Ecosystem fragmentation — without flexibility in notification backends, developers or users cannot integrate Session notifications with self-hosted or decentralized push systems.

Suggested Improvements

Support alternative push backends:

    Provide pluggable push modules (e.g., unified push/netpush/ntfy) to allow integrations that don’t rely on Google/Apple proprietary services.

    Define a notification API layer that abstracts over APNs/FCM and can work with self-hosted push servers.

Linux push strategy:

    Offer official guidance or reference implementations for Linux mobile push support (for example, leveraging libnotifypush, UnifiedPush, or websocket-based delivery).

    Consider an optional push system where the Session client can register with third-party or user-self-hosted notification services.

Documentation:

    Clarify how the push server could be extended to support other device classes.
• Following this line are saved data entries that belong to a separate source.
//! Property filters for scoped fetches and deletes.
//!
//! Filters are opaque to the session: they are carried unchanged inside
//! fetch-by-filter and delete-by-filter statements and interpreted by the
//! pipeline.

use crate::value::Value;
use serde::{Deserialize, Serialize};
use std::fmt;

/// Comparison applied between a stored property and a filter operand.
#[derive(Debug, Clone, Copy, PartialEq, Eq, Hash, Serialize, Deserialize)]
#[serde(rename_all = "SCREAMING_SNAKE_CASE")]
pub enum ComparisonOperator {
    Equals,
    GreaterThan,
    LessThan,
}

impl ComparisonOperator {
    /// The operator token used in query text.
    #[must_use]
    pub const fn as_str(self) -> &'static str {
        match self {
            ComparisonOperator::Equals => "=",
            ComparisonOperator::GreaterThan => ">",
            ComparisonOperator::LessThan => "<",
        }
    }
}

impl fmt::Display for ComparisonOperator {
    fn fmt(&self, f: &mut fmt::Formatter<'_>) -> fmt::Result {
        f.write_str(self.as_str())
    }
}

/// A single `property <op> value` condition.
#[derive(Debug, Clone, PartialEq, Serialize, Deserialize)]
pub struct Filter {
    pub property: String,
    pub operator: ComparisonOperator,
    pub value: Value,
}

impl Filter {
    pub fn new(
        property: impl Into<String>,
        operator: ComparisonOperator,
        value: impl Into<Value>,
    ) -> Self {
        Self {
            property: property.into(),
            operator,
            value: value.into(),
        }
    }

    pub fn equals(property: impl Into<String>, value: impl Into<Value>) -> Self {
        Self::new(property, ComparisonOperator::Equals, value)
    }

    pub fn greater_than(property: impl Into<String>, value: impl Into<Value>) -> Self {
        Self::new(property, ComparisonOperator::GreaterThan, value)
    }

    pub fn less_than(property: impl Into<String>, value: impl Into<Value>) -> Self {
        Self::new(property, ComparisonOperator::LessThan, value)
    }
}

impl fmt::Display for Filter {
    fn fmt(&self, f: &mut fmt::Formatter<'_>) -> fmt::Result {
        write!(f, "{} {} {:?}", self.property, self.operator, self.value)
    }
}

/// A conjunction of filters. An empty set matches everything.
#[derive(Debug, Clone, Default, PartialEq, Serialize, Deserialize)]
#[serde(transparent)]
pub struct Filters(Vec<Filter>);

impl Filters {
    #[must_use]
    pub fn new() -> Self {
        Self::default()
    }

    /// Add a condition (builder pattern).
    #[must_use]
    pub fn and(mut self, filter: Filter) -> Self {
        self.0.push(filter);
        self
    }

    pub fn push(&mut self, filter: Filter) {
        self.0.push(filter);
    }

    pub fn iter(&self) -> std::slice::Iter<'_, Filter> {
        self.0.iter()
    }

    pub fn len(&self) -> usize {
        self.0.len()
    }

    pub fn is_empty(&self) -> bool {
        self.0.is_empty()
    }
}

impl From<Filter> for Filters {
    fn from(filter: Filter) -> Self {
        Filters(vec![filter])
    }
}

impl FromIterator<Filter> for Filters {
    fn from_iter<I: IntoIterator<Item = Filter>>(iter: I) -> Self {
        Filters(iter.into_iter().collect())
    }
}

impl<'a> IntoIterator for &'a Filters {
    type Item = &'a Filter;
    type IntoIter = std::slice::Iter<'a, Filter>;

    fn into_iter(self) -> Self::IntoIter {
        self.0.iter()
    }
}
    Provide examples or hooks developers can use to build additional notification drivers.

Why This Matters

Linux mobile platforms are becoming viable alternatives for privacy-focused users who reject proprietary services like Google Play Services. To ensure Session continues to be usable across a broad spectrum of devices, native support for flexible, self-hosted notification methods — or at least plug-in points in the push notification server — would be very valuable.